Benilde ou a Virgem Mãe
de Manoel de Oliveira
Portugal, 1974 - 106 min
 
10/09/2015, 21h30 | Sala M. Félix Ribeiro
Ciclo In Memoriam Alberto Vaz da Silva | Nuno Melo | Maria Barroso

A Filha
de Solveig Nordlund
Portugal, 2003 - 77 min
08/09/2015, 19h00 | Sala M. Félix Ribeiro
In Memoriam Alberto Vaz da Silva | Nuno Melo | Maria Barroso
Benilde ou a Virgem Mãe
de Manoel de Oliveira
com Maria Amélia Matta, Jorge Rola, Jacinto Ramos, Maria Barroso, Augusto de Figueiredo, Glória de Matos
Portugal, 1974 - 106 min
M/12
In Memoriam Maria Barroso

BENILDE OU A VIRGEM MÃE é a adaptação fiel da peça homónima de José Régio (1947) e foi o filme que marcou a consagração internacional de Oliveira. É uma obra que nos leva à significação última da corporalidade e da oralidade, permanentes manifestações da morte ou da luta contra ela. Maria Barroso e Augusto de Figueiredo que, à data da estreia da peça tinham representado os protagonistas, surgem agora nos papéis da criada e do padre. Foi um dos últimos filmes apoiados pelo Centro Português de Cinema e um dos primeiros a ser apoiado pelo recém-criado fundo do Instituto Português de Cinema, um mês antes da Revolução. Teve estreia discreta no quente mês de novembro de 1975. Acusado de ter realizado um filme reacionário, à época Oliveira dizia: “o cinema revolucionário está atrasado face à revolução”. BENILDE foi pretexto para acesas polémicas em que se debatia o futuro de um país, mas também o futuro do cinema. Maria Barroso interpreta Genoveva, a velha criada, guardiã da jovem Benilde, o papel que trinta anos antes lhe coubera e lhe valera a consagração, no palco do Teatro D. Maria II.
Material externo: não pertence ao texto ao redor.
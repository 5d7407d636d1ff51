//! Fragment emitter
//!
//! Splices resolved type definitions into a base template schema, producing
//! one fully-formed schema document. Definitions are inserted verbatim, in
//! closure order, immediately before the closing schema tag. The template
//! and source documents are never mutated; the caller decides where the
//! assembled output goes.

use once_cell::sync::Lazy;
use regex::Regex;

use crate::error::{Error, Result};
use crate::index::SchemaIndex;

/// Insertion marker: the closing schema tag with its leading indentation.
/// Accepts any namespace prefix (`xsd:`, `xs:`) or none.
static SCHEMA_CLOSE: Lazy<Regex> =
    Lazy::new(|| Regex::new(r"([ \t]*)</(?:\w+:)?schema>").unwrap());

/// Indentation added below the marker's own level for inserted definitions
const CHILD_INDENT: &str = "    ";

/// Produce a new schema document from the template with all closure members
/// spliced in before the closing schema tag.
///
/// Definition bodies are emitted verbatim from the source spans recorded in
/// the index; only the leading indentation of each definition's first line
/// is supplied by the template's conventions. An empty closure returns the
/// template text unchanged.
pub fn emit(closure: &[String], index: &SchemaIndex, template: &str) -> Result<String> {
    let marker = SCHEMA_CLOSE
        .captures(template)
        .ok_or_else(|| Error::Template("no closing schema tag found in base template".to_string()))?;

    if closure.is_empty() {
        return Ok(template.to_string());
    }

    let insert_at = marker.get(1).map(|m| m.start()).unwrap_or(0);
    let indent = format!("{}{}", &marker[1], CHILD_INDENT);

    let mut output = String::with_capacity(template.len() + closure.len() * 256);
    output.push_str(&template[..insert_at]);

    if !output.is_empty() && !output.ends_with('\n') {
        output.push('\n');
    }

    for name in closure {
        let definition = index.get(name).ok_or_else(|| Error::UnresolvedType {
            name: name.clone(),
            referrer: None,
        })?;
        output.push_str(&indent);
        output.push_str(index.definition_text(definition));
        output.push('\n');
    }

    output.push_str(&template[insert_at..]);
    Ok(output)
}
10/09/2015, 21h30 | Sala M. Félix Ribeiro
In Memoriam Alberto Vaz da Silva | Nuno Melo | Maria Barroso
A Filha
de Solveig Nordlund
com Nuno Melo, Joana Bárcia, Margarida Marinho, Cláudio da Silva, Alexandre Falcão, Cecília Guimarães
Portugal, 2003 - 77 min
M/16
In Memoriam Nuno Melo

Com argumento original da realizadora e Mário de Carvalho, A FILHA segue a história do desencontro entre um homem de 45 anos, produtor de televisão de sucesso concentrado na sua carreira, e a sua filha que, à beira do 18º aniversário, acusa a ausência paterna na sua vida, faz-lhe um ultimato (que ele falha) e abandona a casa forçando uma viagem de procura e tentativa de reconhecimento. Nuno Melo é “o pai” de Joana Bárcia, “a filha”. Primeira exibição na Cinemateca.